Can the human organism generate extraordinary temperatures of between 1,000 and 2,000 degree Fahrenheit? Or is there… a spiritual component?
The number of documented such cases: more than two hundred. Mark Twain wrote of it, as did Herman Melville. It was even mentioned in Bleak House by Charles Dickens. Some say it’s a matter of drunkenness: that victims are often alcoholics whose blood is pervaded by alcohol, which theoretically can be set ablaze. In many cases, they are also smokers, or have been near a fireplace. Once a fire bursts forth, clothes can act indeed as a wick, drawing melted adipose tissue from below the charred skin like a candle feeds on wax.
The problem with ready explanations is that in some cases there are not exterior sources of fire, and very little around the charred corpse is damaged – mysterious enough that some have hypothesized the source as poltergeists or ball lightning. One man burst into flames, ironically, after watching The Twilight Zone.
Commenting on the television program, George Mott, of Crown Point, New York – a retired non-smoking fireman – had been heard to remark, “Nothing weird like that ever happens to me.” His son discovered the three-and-a-half pounds of bone and ash the next day.
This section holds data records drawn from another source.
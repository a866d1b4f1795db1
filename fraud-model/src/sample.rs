//! Random but schema-valid claim data for demos and smoke tests.

use rand::Rng;
use std::io;

use crate::claim::ClaimRecord;

const GENDERS: &[&str] = &["Male", "Female", "Other"];
const PROVIDER_TYPES: &[&str] = &["Clinic", "Hospital", "Laboratory", "Pharmacy"];
const DIAGNOSIS_CODES: &[&str] = &["A09", "I10", "Z00.00"];
const PROCEDURE_CODES: &[&str] = &["99213", "99214", "71045"];
const ADMISSION_TYPES: &[&str] = &["Emergency", "Elective", "Urgent"];
const DISCHARGE_TYPES: &[&str] = &["Home", "Transfer to another facility"];
const SERVICE_TYPES: &[&str] = &["Inpatient", "Outpatient"];

fn pick<R: Rng + ?Sized>(rng: &mut R, options: &[&str]) -> String {
    options[rng.random_range(0..options.len())].to_string()
}

fn money<R: Rng + ?Sized>(rng: &mut R, low: f64, high: f64) -> f64 {
    (rng.random_range(low..high) * 100.0).round() / 100.0
}

pub fn generate_claim<R: Rng + ?Sized>(rng: &mut R) -> ClaimRecord {
    ClaimRecord {
        claim_amount: money(rng, 100.0, 10_000.0),
        patient_age: rng.random_range(0..100),
        patient_gender: pick(rng, GENDERS),
        provider_type: pick(rng, PROVIDER_TYPES),
        diagnosis_code: pick(rng, DIAGNOSIS_CODES),
        procedure_code: pick(rng, PROCEDURE_CODES),
        number_of_procedures: rng.random_range(1..5),
        admission_type: pick(rng, ADMISSION_TYPES),
        discharge_type: pick(rng, DISCHARGE_TYPES),
        length_of_stay_days: rng.random_range(1..30),
        service_type: pick(rng, SERVICE_TYPES),
        deductible_amount: money(rng, 0.0, 1_000.0),
        copay_amount: money(rng, 0.0, 500.0),
        previous_claims_patient: rng.random_range(0..20),
        previous_claims_provider: rng.random_range(0..100),
        provider_patient_distance_miles: money(rng, 0.0, 50.0),
        claim_submitted_late: rng.random_bool(0.5),
    }
}

pub fn generate_claims<R: Rng + ?Sized>(rng: &mut R, count: usize) -> Vec<ClaimRecord> {
    (0..count).map(|_| generate_claim(rng)).collect()
}

/// Writes claims as CSV with the required column names as header.
pub fn write_csv<W: io::Write>(writer: W, claims: &[ClaimRecord]) -> Result<(), csv::Error> {
    let mut writer = csv::Writer::from_writer(writer);
    for claim in claims {
        writer.serialize(claim)?;
    }
    writer.flush()?;
    Ok(())
}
You may well have heard of it. There is that term, as we see, “spontaneous human combustion,” and cases of it have been recorded at least for seven hundred years, perhaps much longer, if one takes into account “fire-breathers” (those who could exhale flames, or blow on material, igniting it) dating to 1000 A.D. We all know that humans can burn to a crisp in house infernos and other tragedies, not to mention a crematorium. Fire is both inherently mysterious and no rarity.
But calcinated heaps of ash – reminding us of what happened to Lot’s wife when she glanced back at blazing Sodom?
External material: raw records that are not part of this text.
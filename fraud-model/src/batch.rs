use serde::{Deserialize, Serialize};
use tracing::debug;

use crate::{
    claim::ClaimRecord,
    classifier::Classifier,
    error::{ModelError, PredictError, ProcessingError},
    table::{FileFormat, Table},
};

/// Positive ("fraud") class label.
pub const FRAUD_LABEL: i64 = 1;

/// Per-row outcome, echoing a few input fields for display.
#[derive(Debug, Clone, PartialEq, Serialize, Deserialize)]
pub struct PredictionResult {
    pub row_id: usize,
    pub prediction: i64,
    pub fraud_probability: f64,
    pub is_fraud: bool,
    pub claim_amount: f64,
    pub patient_age: i64,
    pub provider_type: String,
}

#[derive(Debug, Clone, Copy, PartialEq, Eq, Serialize, Deserialize)]
pub struct BatchSummary {
    pub total_claims: usize,
    pub fraud_cases: usize,
    pub legitimate_cases: usize,
}

impl BatchSummary {
    pub fn from_results(results: &[PredictionResult]) -> Self {
        let fraud_cases = results.iter().filter(|r| r.is_fraud).count();
        Self {
            total_claims: results.len(),
            fraud_cases,
            legitimate_cases: results.len() - fraud_cases,
        }
    }
}

#[derive(Debug, Clone, PartialEq, Serialize, Deserialize)]
pub struct BatchPrediction {
    pub summary: BatchSummary,
    pub results: Vec<PredictionResult>,
}

/// Scores all claims in one batch call and shapes the response rows.
pub fn predict_claims(
    model: &dyn Classifier,
    claims: &[ClaimRecord],
) -> Result<BatchPrediction, ProcessingError> {
    let predictions = model.predict(claims)?;
    let probabilities = model.predict_proba(claims)?;

    for actual in [predictions.len(), probabilities.len()] {
        if actual != claims.len() {
            return Err(ModelError::OutputLength {
                expected: claims.len(),
                actual,
            }
            .into());
        }
    }

    let results: Vec<PredictionResult> = claims
        .iter()
        .zip(predictions.iter().zip(&probabilities))
        .enumerate()
        .map(|(row_id, (claim, (prediction, proba)))| PredictionResult {
            row_id,
            prediction: *prediction,
            // column 1 is the positive class for a binary model
            fraud_probability: proba.get(1).copied().unwrap_or(0.0),
            is_fraud: *prediction == FRAUD_LABEL,
            claim_amount: claim.claim_amount,
            patient_age: claim.patient_age,
            provider_type: claim.provider_type.clone(),
        })
        .collect();

    let summary = BatchSummary::from_results(&results);
    debug!(
        total = summary.total_claims,
        fraud = summary.fraud_cases,
        "Scored batch"
    );

    Ok(BatchPrediction { summary, results })
}

/// Parse, validate, project and score an uploaded file.
pub fn predict_file(
    model: &dyn Classifier,
    format: FileFormat,
    bytes: &[u8],
) -> Result<BatchPrediction, PredictError> {
    let table = Table::parse(format, bytes)?;
    let claims = table.project()?;
    Ok(predict_claims(model, &claims)?)
}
It has happened in the past. It happens, apparently, still. And still, in some cases, there may be no explanation. Only maybe. Call this a little excursion into the wild side.
During the 1700s, a countess was burnt to a crisp, combusted inside-out while walking from her bed to the window. All that was left for officials to mull over: her lower legs and three fingers. Around five a.m. on September 13, 1967, a small clutch of people were waiting for a bus when one noticed blue flames in an apartment window and called for help. It was a derelict building – inhabited by homeless — and as firefighters barged in, they spotted the body of Robert Francis Bailey, with flames issuing from a four-inch slit in his abdomen. His teeth were clenched down on the newel post of a stairwell next to which he had collapsed. The flames were put out with a hose shoved into his stomach. Was it denatured alcohol he drank?
In St. Petersburg, Florida, a Mary Reeser was found in the center of her living room, reduced from a 170-pound homo sapien to ten pounds of inert ash, but for a foot (still in its slipper) and what was thought to have been an incredibly shrunken skull.
Whether it was really her cranium (and not a knot of melted muscular tissue) could not be discerned. This we know: Once more, there was little damage to nearby furniture. We also know that strange fires are often attendant to cases of poltergeists, “haunted” homes, and demonic possession. Hell is, after all, fiery!
So is purgatory: at a purgatory museum in Rome is the scorched imprint of a hand from a deceased man who sought to show his suffering. Located in the Chiesa del Sacro Cuore del Suffragio, the Museo delle anime del Purgatorio has a history that dates back to 1897: when a fire destroyed a small chapel there. While surveying the damage, a priest named Father Victor Jouët found some burn marks on the wall behind the altar that looked like a human face with a sad expression. That literally sparked the idea for the one-room “museum.”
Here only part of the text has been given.